On Being a Fat Therapist

Therapists have power in the therapy room. Sometimes we think we do not, sometime we confuse a client’s ability to leave and find a new therapist with the structural power that comes from being the expert in the room. We can specifically work to deconstruct those dynamics, and even then we have power. But that power is not absolute. Larger social dynamics still exist.

Being fat in today’s society means a constant awareness that for a large number of people around you, your body is their worst nightmare. I stand in groups with thin people talking about their diets at parties and my stomach knots as they describe how their extra five pounds makes them disgusting. I stand there knowing that I would have to lose half my body weight to get to the place they are now. What does that make me?
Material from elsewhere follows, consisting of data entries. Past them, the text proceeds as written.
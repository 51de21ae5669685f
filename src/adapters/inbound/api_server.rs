//! Push API Server
//!
//! HTTP side channel between sites. Downstream sites POST their
//! `ServiceTableUpdate` here; the rest of the routes are for operators.

use crate::domain::services::{LocalServices, ServiceTable};
use crate::domain::{EdgeSite, ServiceTableUpdate};
use crate::infrastructure::metrics::RouterMetrics;
use axum::{
    body::Bytes,
    extract::State,
    http::{header, StatusCode},
    response::IntoResponse,
    routing::{get, post},
    Json, Router,
};
use serde::Serialize;
use std::net::SocketAddr;
use std::sync::Arc;
use tokio::net::TcpListener;
use tokio::sync::broadcast;
use tower_http::trace::TraceLayer;

/// Reply to an accepted update.
#[derive(Debug, Serialize)]
pub struct UpdateResponse {
    pub applied: bool,
    pub origin: EdgeSite,
    pub services: usize,
}

#[derive(Debug, Serialize)]
pub struct HealthResponse {
    pub status: String,
    pub version: String,
    pub site: EdgeSite,
    pub local_services: Vec<String>,
    pub table_entries: usize,
}

/// Shared handler state.
#[derive(Clone)]
pub struct PushState {
    pub site: EdgeSite,
    pub table: Arc<ServiceTable>,
    pub local: Arc<LocalServices>,
    pub metrics: Arc<RouterMetrics>,
}

/// Routes of the push listener.
pub fn push_router(state: PushState) -> Router {
    Router::new()
        .route("/", post(update_handler))
        .route("/update", post(update_handler))
        .route("/table", get(table_handler))
        .route("/health", get(health_handler))
        .route("/metrics", get(metrics_handler))
        .layer(TraceLayer::new_for_http())
        .with_state(state)
}

pub struct ApiServer {
    listen_addr: SocketAddr,
    state: PushState,
}

impl ApiServer {
    pub fn new(listen_addr: SocketAddr, state: PushState) -> Self {
        Self { listen_addr, state }
    }

    /// Serve until `shutdown` fires.
    #[cfg_attr(coverage_nightly, coverage(off))]
    pub async fn run(&self, mut shutdown: broadcast::Receiver<()>) -> anyhow::Result<()> {
        let listener = TcpListener::bind(self.listen_addr).await?;
        tracing::info!("push listener on {}", self.listen_addr);

        axum::serve(listener, push_router(self.state.clone()))
            .with_graceful_shutdown(async move {
                let _ = shutdown.recv().await;
            })
            .await?;
        Ok(())
    }
}

async fn update_handler(State(state): State<PushState>, body: Bytes) -> impl IntoResponse {
    let update: ServiceTableUpdate = match serde_json::from_slice(&body) {
        Ok(update) => update,
        Err(e) => {
            tracing::warn!("discarding malformed table update: {}", e);
            return (
                StatusCode::BAD_REQUEST,
                Json(serde_json::json!({ "error": e.to_string() })),
            )
                .into_response();
        }
    };

    if !update.origin.location.is_valid() {
        tracing::warn!("discarding table update from {}: bad coordinates", update.origin);
        return (
            StatusCode::BAD_REQUEST,
            Json(serde_json::json!({ "error": "coordinates out of range" })),
        )
            .into_response();
    }

    state.table.apply(&update);
    Json(UpdateResponse {
        applied: true,
        origin: update.origin,
        services: update.services.len(),
    })
    .into_response()
}

async fn table_handler(State(state): State<PushState>) -> impl IntoResponse {
    Json(state.table.snapshot())
}

async fn health_handler(State(state): State<PushState>) -> impl IntoResponse {
    Json(HealthResponse {
        status: "ok".to_string(),
        version: env!("CARGO_PKG_VERSION").to_string(),
        site: state.site,
        local_services: state.local.snapshot(),
        table_entries: state.table.len(),
    })
}

async fn metrics_handler(State(state): State<PushState>) -> impl IntoResponse {
    (
        [(header::CONTENT_TYPE, "text/plain; version=0.0.4")],
        state.metrics.export_prometheus(),
    )
}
This dynamic exists in therapy. Many many clients want to lose weight, and though their comfort discussing the details with their fat therapist varies, in session clients often comment about their weights, and their goal weights, and their body hatred.

Therapy is an appropriate place to discuss these things. Therapy is perhaps the most appropriate place to discuss these things. AND it’s damn hard listening to a client discuss their body nightmares knowing that my body is pounds heavier than their nightmare weight.

I have been on the diets, I have weight cycled, I have had the eating disorders, I have done the diets rebranded as lifestyle changes and believed for every noomilicious moment that I could stop being fat. I am done with that. I have done the research, I know the food science, I know that weight cycling (gaining and losing weight over and over often from trying diet after diet) is more dangerous health wise than fatness and I know that my fat body is precious, just as precious as the thin bodies we idolize in this culture.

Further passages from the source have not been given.